I can give a couple of "rather academic" issues that the status quo causes:
An example of where this has bit us in the hindquarters in the past is that the old Error class based instance for Monad (Either a) from the mtl incurred a constraint on the entire Monad instance in order to support 'fail'.
This ruled out many applications for the Either monad, e.g. apo/gapo are based on the real (Either e) monad, just as para/zygo are based on the "real" ((,) e) comonad. This rather complicated the use of recursion schemes and in fact was what drove me to write what turned into the "either" package in the first place.
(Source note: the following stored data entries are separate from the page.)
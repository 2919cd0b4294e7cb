use std::time::Duration;

use anyhow::Result;
use serde::{Deserialize, Serialize};

#[derive(Clone, Debug, PartialEq, Serialize, Deserialize)]
#[serde(default, rename_all = "camelCase")]
pub struct EngineConfig {
    /// Commit `lorebook create` proposals as soon as they arrive instead of
    /// staging them for review. Later entry proposals in the same turn
    /// usually target the new lorebook.
    pub auto_approve_lorebooks: bool,
    /// How long intake waits on an event channel before re-checking its
    /// abort signal.
    pub intake_poll_ms: u64,
    /// Drop approved and rejected changes from the live list after
    /// `approve_all`. They stay resolvable by id.
    pub clear_settled_after_approve_all: bool,
}

impl Default for EngineConfig {
    fn default() -> Self {
        Self {
            auto_approve_lorebooks: true,
            intake_poll_ms: 50,
            clear_settled_after_approve_all: false,
        }
    }
}

impl EngineConfig {
    pub fn from_json(json: &str) -> Result<Self> {
        Ok(serde_json::from_str(json)?)
    }

    pub fn intake_poll_interval(&self) -> Duration {
        Duration::from_millis(self.intake_poll_ms.max(1))
    }
}
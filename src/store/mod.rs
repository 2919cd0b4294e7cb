use anyhow::Result;
use serde_json::Value;
use uuid::Uuid;

use crate::change::{entry_id, Fields};

pub use memory::MemoryStore;
pub use sqlite::{SqliteStore, SqliteVault, StoredChange};

pub mod memory;
pub mod sqlite;

/// A persisted collection of characters, scenarios or lorebooks. Once a
/// change is committed the store is the source of truth.
pub trait EntityStore: Send + Sync {
    /// Inserts a new entity and returns it as stored. A non-empty `"id"` in
    /// `fields` is kept, otherwise one is generated.
    fn add(&self, fields: Fields) -> Result<Fields>;

    /// Shallow-merges `fields` into the entity. Keys not present in `fields`
    /// are left alone. Fails when `id` is unknown.
    fn update(&self, id: &str, fields: Fields) -> Result<()>;

    /// Fails when `id` is unknown.
    fn delete(&self, id: &str) -> Result<()>;

    fn get_by_id(&self, id: &str) -> Result<Option<Fields>>;

    fn list(&self) -> Result<Vec<Fields>>;
}

/// Gives the entity a UUIDv7 `"id"` unless it already carries one, and
/// returns the id.
pub(crate) fn ensure_id(fields: &mut Fields) -> String {
    if let Some(id) = entry_id(fields) {
        return id.to_string();
    }
    let id = Uuid::now_v7().to_string();
    fields.insert("id".to_string(), Value::String(id.clone()));
    id
}

/// Applies a partial update the way every store does: top-level keys are
/// replaced, the `"id"` is never changed.
pub(crate) fn apply_partial(entity: &mut Fields, fields: Fields) {
    for (key, value) in fields {
        if key != "id" {
            entity.insert(key, value);
        }
    }
}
Now we don't try to support 'fail' at all for that Monad. Under this proposal though, one _could_ add a MonadFail instance that incurred a rather ad hoc constraint on the left hand side of the sum without encumbering the Monad itself.
In general you have no way of knowing that you stick to the product-like structure of the Monad in the current ecosystem, because 'fail' is always there, you can get to values in the Monad you couldn't reach with just return and (>>=).
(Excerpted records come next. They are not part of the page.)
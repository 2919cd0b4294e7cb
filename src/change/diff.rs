use std::collections::BTreeSet;

use serde::Serialize;
use serde_json::Value;

use super::types::{ChangeRecord, Fields, Proposal};

/// One field that differs between the vault and a proposed change.
#[derive(Clone, Debug, PartialEq, Serialize)]
pub struct FieldDiff {
    pub field: String,
    pub before: Option<Value>,
    pub after: Option<Value>,
}

impl ChangeRecord {
    /// Field-level differences for rendering a diff card, sorted by field
    /// name. Updates are diffed against the untouched `previous` snapshot, so
    /// user edits show up here as well.
    pub fn diff(&self) -> Vec<FieldDiff> {
        let proposal = self.proposal();
        match (proposal.previous(), proposal.data()) {
            (Some(previous), Some(data)) => diff_update(previous, data),
            (Some(previous), None) => diff_fields(Some(previous), None),
            (None, Some(data)) => match proposal {
                Proposal::LorebookEntry { .. } if proposal.previous_entries().is_some() => {
                    let combined = combine(proposal.previous_entries().unwrap_or_default());
                    diff_fields(Some(&combined), Some(data))
                }
                _ => diff_fields(None, Some(data)),
            },
            (None, None) => Vec::new(),
        }
    }
}

/// Only the keys an update touches are compared.
fn diff_update(previous: &Fields, data: &Fields) -> Vec<FieldDiff> {
    let mut diffs = data
        .iter()
        .filter(|(key, value)| previous.get(key.as_str()) != Some(value))
        .map(|(key, value)| FieldDiff {
            field: key.clone(),
            before: previous.get(key.as_str()).cloned(),
            after: Some(value.clone()),
        })
        .collect::<Vec<_>>();
    diffs.sort_by(|a, b| a.field.cmp(&b.field));
    diffs
}

fn diff_fields(old: Option<&Fields>, new: Option<&Fields>) -> Vec<FieldDiff> {
    let empty = Fields::new();
    let old_obj = old.unwrap_or(&empty);
    let new_obj = new.unwrap_or(&empty);

    let mut all_keys = BTreeSet::new();
    all_keys.extend(old_obj.keys());
    all_keys.extend(new_obj.keys());

    let mut changes = Vec::new();
    for key in all_keys {
        let old_val = old_obj.get(key).filter(|v| !v.is_null());
        let new_val = new_obj.get(key).filter(|v| !v.is_null());
        if old_val != new_val {
            changes.push(FieldDiff {
                field: key.clone(),
                before: old_val.cloned(),
                after: new_val.cloned(),
            });
        }
    }
    changes
}

/// Folds merge sources into one object for display. Text fields that differ
/// between sources are joined with blank lines.
fn combine(entries: &[Fields]) -> Fields {
    let mut combined = Fields::new();
    for entry in entries {
        for (key, value) in entry {
            if let Some(existing) = combined.get_mut(key) {
                if let (Value::String(existing), Value::String(next)) = (existing, value) {
                    if key != "id" && *existing != *next {
                        existing.push_str("\n\n");
                        existing.push_str(next);
                    }
                }
                continue;
            }
            combined.insert(key.clone(), value.clone());
        }
    }
    combined
}
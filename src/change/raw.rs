use serde::{Deserialize, Serialize};
use serde_json::Value;

use super::types::{ChangeRecord, EntityChange, EntityType, EntryChange, Fields, Proposal};
use crate::error::ValidationError;

/// The loosely shaped change an assistant attaches to a tool call. Every
/// field is optional here; `ChangeRecord::try_from` decides which ones the
/// entity type and action actually require.
#[derive(Clone, Debug, Default, PartialEq, Serialize, Deserialize)]
#[serde(rename_all = "camelCase")]
pub struct RawChange {
    #[serde(default)]
    pub id: Option<String>,
    pub entity_type: String,
    pub action: String,
    #[serde(default)]
    pub target_id: Option<String>,
    #[serde(default)]
    pub lorebook_id: Option<String>,
    #[serde(default)]
    pub data: Option<Value>,
    #[serde(default)]
    pub previous: Option<Value>,
    #[serde(default)]
    pub previous_entries: Option<Vec<Value>>,
}

impl RawChange {
    pub fn from_value(value: Value) -> Result<Self, ValidationError> {
        serde_json::from_value(value).map_err(|e| ValidationError::Malformed(e.to_string()))
    }

    fn entity_type(&self) -> Result<EntityType, ValidationError> {
        match self.entity_type.as_str() {
            "character" => Ok(EntityType::Character),
            "scenario" => Ok(EntityType::Scenario),
            "lorebook" => Ok(EntityType::Lorebook),
            "lorebook-entry" | "lorebook_entry" | "entry" => Ok(EntityType::LorebookEntry),
            other => Err(ValidationError::UnknownEntityType(other.to_string())),
        }
    }

    fn unsupported(&self, entity_type: EntityType) -> ValidationError {
        ValidationError::UnsupportedAction {
            entity_type,
            action: self.action.clone(),
        }
    }

    fn data(&self) -> Result<Fields, ValidationError> {
        object(self.data.as_ref(), "data")
    }

    fn previous(&self) -> Result<Fields, ValidationError> {
        object(self.previous.as_ref(), "previous")
    }

    fn target_id(&self) -> Result<String, ValidationError> {
        self.target_id
            .clone()
            .ok_or(ValidationError::MissingField("targetId"))
    }

    fn entity_change(&self) -> Result<EntityChange, ValidationError> {
        Ok(match self.action.as_str() {
            "create" => EntityChange::Create { data: self.data()? },
            "update" => EntityChange::Update {
                target_id: self.target_id()?,
                data: self.data()?,
                previous: self.previous()?,
            },
            "delete" => EntityChange::Delete {
                target_id: self.target_id()?,
                previous: self.previous()?,
            },
            "merge" => return Err(self.unsupported(self.entity_type()?)),
            other => return Err(ValidationError::UnknownAction(other.to_string())),
        })
    }

    fn entry_change(&self) -> Result<EntryChange, ValidationError> {
        Ok(match self.action.as_str() {
            "create" => EntryChange::Create { data: self.data()? },
            "update" => EntryChange::Update {
                target_id: self.target_id()?,
                data: self.data()?,
                previous: self.previous()?,
            },
            "delete" => EntryChange::Delete {
                target_id: self.target_id()?,
                previous: self.previous()?,
            },
            "merge" => {
                let entries = self
                    .previous_entries
                    .as_ref()
                    .ok_or(ValidationError::MissingField("previousEntries"))?;
                let previous_entries = entries
                    .iter()
                    .map(|entry| object(Some(entry), "previousEntries"))
                    .collect::<Result<Vec<_>, _>>()?;
                EntryChange::Merge {
                    previous_entries,
                    data: self.data()?,
                }
            }
            other => return Err(ValidationError::UnknownAction(other.to_string())),
        })
    }
}

fn object(value: Option<&Value>, field: &'static str) -> Result<Fields, ValidationError> {
    match value {
        Some(Value::Object(map)) => Ok(map.clone()),
        Some(_) => Err(ValidationError::NotAnObject(field)),
        None => Err(ValidationError::MissingField(field)),
    }
}

impl TryFrom<RawChange> for ChangeRecord {
    type Error = ValidationError;

    fn try_from(raw: RawChange) -> Result<Self, Self::Error> {
        let entity_type = raw.entity_type()?;
        let proposal = match entity_type {
            EntityType::Character => Proposal::Character(raw.entity_change()?),
            EntityType::Scenario => Proposal::Scenario(raw.entity_change()?),
            EntityType::Lorebook => match raw.action.as_str() {
                "create" => Proposal::Lorebook { data: raw.data()? },
                _ => return Err(raw.unsupported(entity_type)),
            },
            EntityType::LorebookEntry => Proposal::LorebookEntry {
                lorebook_id: raw
                    .lorebook_id
                    .clone()
                    .ok_or(ValidationError::MissingField("lorebookId"))?,
                change: raw.entry_change()?,
            },
        };
        match raw.id.filter(|id| !id.is_empty()) {
            Some(id) => ChangeRecord::with_id(id, proposal),
            None => ChangeRecord::new(proposal),
        }
    }
}

#[cfg(test)]
mod tests {
    use serde_json::json;

    use super::*;
    use crate::change::Action;

    #[test]
    fn parses_character_update() {
        let raw = RawChange::from_value(json!({
            "id": "chg-1",
            "entityType": "character",
            "action": "update",
            "targetId": "c1",
            "data": {"name": "Anna"},
            "previous": {"id": "c1", "name": "Ana"}
        }))
        .unwrap();
        let record = ChangeRecord::try_from(raw).unwrap();
        assert_eq!(record.id(), "chg-1");
        assert_eq!(record.entity_type(), EntityType::Character);
        assert_eq!(record.action(), Action::Update);
        assert_eq!(record.target_id(), Some("c1"));
    }

    #[test]
    fn parses_entry_merge() {
        let raw = RawChange::from_value(json!({
            "entityType": "lorebook-entry",
            "action": "merge",
            "lorebookId": "lb1",
            "previousEntries": [{"id": "e1"}, {"id": "e2"}],
            "data": {"name": "Dragons"}
        }))
        .unwrap();
        let record = ChangeRecord::try_from(raw).unwrap();
        assert_eq!(record.action(), Action::Merge);
        assert_eq!(record.previous_entries().unwrap().len(), 2);
        assert!(!record.id().is_empty());
    }

    #[test]
    fn rejects_bad_shapes() {
        let cases = [
            (
                json!({"entityType": "spaceship", "action": "create", "data": {}}),
                ValidationError::UnknownEntityType("spaceship".to_string()),
            ),
            (
                json!({"entityType": "character", "action": "merge", "data": {}}),
                ValidationError::UnsupportedAction {
                    entity_type: EntityType::Character,
                    action: "merge".to_string(),
                },
            ),
            (
                json!({"entityType": "lorebook", "action": "delete", "targetId": "lb1"}),
                ValidationError::UnsupportedAction {
                    entity_type: EntityType::Lorebook,
                    action: "delete".to_string(),
                },
            ),
            (
                json!({"entityType": "scenario", "action": "update", "targetId": "s1", "data": {}}),
                ValidationError::MissingField("previous"),
            ),
            (
                json!({
                    "entityType": "character",
                    "action": "update",
                    "targetId": "c1",
                    "data": {},
                    "previous": {"id": "c1"}
                }),
                ValidationError::MissingField("data"),
            ),
            (
                json!({"entityType": "character", "action": "create", "data": "Anna"}),
                ValidationError::NotAnObject("data"),
            ),
            (
                json!({"entityType": "lorebook-entry", "action": "create", "data": {}}),
                ValidationError::MissingField("lorebookId"),
            ),
            (
                json!({
                    "entityType": "lorebook-entry",
                    "action": "merge",
                    "lorebookId": "lb1",
                    "previousEntries": [{"id": "e1"}],
                    "data": {}
                }),
                ValidationError::MergeTooSmall(1),
            ),
        ];
        for (value, expected) in cases {
            let raw = RawChange::from_value(value).unwrap();
            assert_eq!(ChangeRecord::try_from(raw).unwrap_err(), expected);
        }
    }

    #[test]
    fn rejects_missing_tags() {
        let err = RawChange::from_value(json!({"action": "create"})).unwrap_err();
        assert!(matches!(err, ValidationError::Malformed(_)));
    }
}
Ideally you'd have (forall m. Monad m => m a) being isomorphic to a, this can be useful for ensuring we can plumb user-defined effects through code:
but in Haskell as it exists today you always have to worry about it invoking a call to fail, and having a special form of _distinguishable_ bottom available from that computation so it is really more like `Either String a`.
Can you just say "don't do that?"
Sure, but it is the moral equivalent of programming with nulls all over your code.